ASSIGNMENT. Set out the records again, keeping every word as it is.

(Stored data entries)
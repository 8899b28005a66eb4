//! Outbound move encoding and the transmission seam.

use std::error::Error;

use serde::{Deserialize, Serialize};

use amazons_core::{Move, Position};

/// Wire form of a move: three (row, col) pairs, serialized as two-element
/// arrays under the game server's field names.
#[derive(Debug, Clone, Copy, PartialEq, Eq, Serialize, Deserialize)]
pub struct MoveMessage {
    #[serde(rename = "queen-position-current")]
    pub queen_current: (u8, u8),

    #[serde(rename = "queen-position-next")]
    pub queen_next: (u8, u8),

    #[serde(rename = "arrow-position")]
    pub arrow: (u8, u8),
}

impl MoveMessage {
    pub fn from_move(mv: &Move) -> MoveMessage {
        MoveMessage {
            queen_current: (mv.start.row, mv.start.col),
            queen_next: (mv.target.row, mv.target.col),
            arrow: (mv.arrow.row, mv.arrow.col),
        }
    }

    pub fn to_move(&self) -> Move {
        Move::new(
            Position::new(self.queen_current.0, self.queen_current.1),
            Position::new(self.queen_next.0, self.queen_next.1),
            Position::new(self.arrow.0, self.arrow.1),
        )
    }
}

/// Receives the engine's chosen move. Implemented by whatever owns the
/// connection to the game server; a failing sink is logged by the
/// session, never fatal.
pub trait MoveSink: Send + Sync {
    fn send(&self, message: &MoveMessage) -> Result<(), Box<dyn Error + Send + Sync>>;
}

#[cfg(test)]
mod tests {
    use super::*;

    #[test]
    fn test_move_round_trips_through_message() {
        let mv = Move::new(
            Position::new(4, 1),
            Position::new(6, 3),
            Position::new(6, 9),
        );
        let message = MoveMessage::from_move(&mv);
        assert_eq!(message.to_move(), mv);
    }

    #[test]
    fn test_serialized_field_names() {
        let message = MoveMessage {
            queen_current: (1, 4),
            queen_next: (5, 4),
            arrow: (5, 8),
        };
        let json = serde_json::to_string(&message).unwrap();
        assert_eq!(
            json,
            r#"{"queen-position-current":[1,4],"queen-position-next":[5,4],"arrow-position":[5,8]}"#
        );

        let parsed: MoveMessage = serde_json::from_str(&json).unwrap();
        assert_eq!(parsed, message);
    }
}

RESPONSE.
repository 8899b28005a66eb4
//! Outbound move encoding and the transmission seam.

use std::error::Error;

use serde::{Deserialize, Serialize};

use amazons_core::{Move, Position};

/// Wire form of a move: three (row, col) pairs, serialized as two-element
/// arrays under the game server's field names.
#[derive(Debug, Clone, Copy, PartialEq, Eq, Serialize, Deserialize)]
pub struct MoveMessage {
    #[serde(rename = "queen-position-current")]
    pub queen_current: (u8, u8),

    #[serde(rename = "queen-position-next")]
    pub queen_next: (u8, u8),

    #[serde(rename = "arrow-position")]
    pub arrow: (u8, u8),
}

impl MoveMessage {
    pub fn from_move(mv: &Move) -> MoveMessage {
        MoveMessage {
            queen_current: (mv.start.row, mv.start.col),
            queen_next: (mv.target.row, mv.target.col),
            arrow: (mv.arrow.row, mv.arrow.col),
        }
    }

    pub fn to_move(&self) -> Move {
        Move::new(
            Position::new(self.queen_current.0, self.queen_current.1),
            Position::new(self.queen_next.0, self.queen_next.1),
            Position::new(self.arrow.0, self.arrow.1),
        )
    }
}

/// Receives the engine's chosen move. Implemented by whatever owns the
/// connection to the game server; a failing sink is logged by the
/// session, never fatal.
pub trait MoveSink: Send + Sync {
    fn send(&self, message: &MoveMessage) -> Result<(), Box<dyn Error + Send + Sync>>;
}

#[cfg(test)]
mod tests {
    use super::*;

    #[test]
    fn test_move_round_trips_through_message() {
        let mv = Move::new(
            Position::new(4, 1),
            Position::new(6, 3),
            Position::new(6, 9),
        );
        let message = MoveMessage::from_move(&mv);
        assert_eq!(message.to_move(), mv);
    }

    #[test]
    fn test_serialized_field_names() {
        let message = MoveMessage {
            queen_current: (1, 4),
            queen_next: (5, 4),
            arrow: (5, 8),
        };
        let json = serde_json::to_string(&message).unwrap();
        assert_eq!(
            json,
            r#"{"queen-position-current":[1,4],"queen-position-next":[5,4],"arrow-position":[5,8]}"#
        );

        let parsed: MoveMessage = serde_json::from_str(&json).unwrap();
        assert_eq!(parsed, message);
    }
}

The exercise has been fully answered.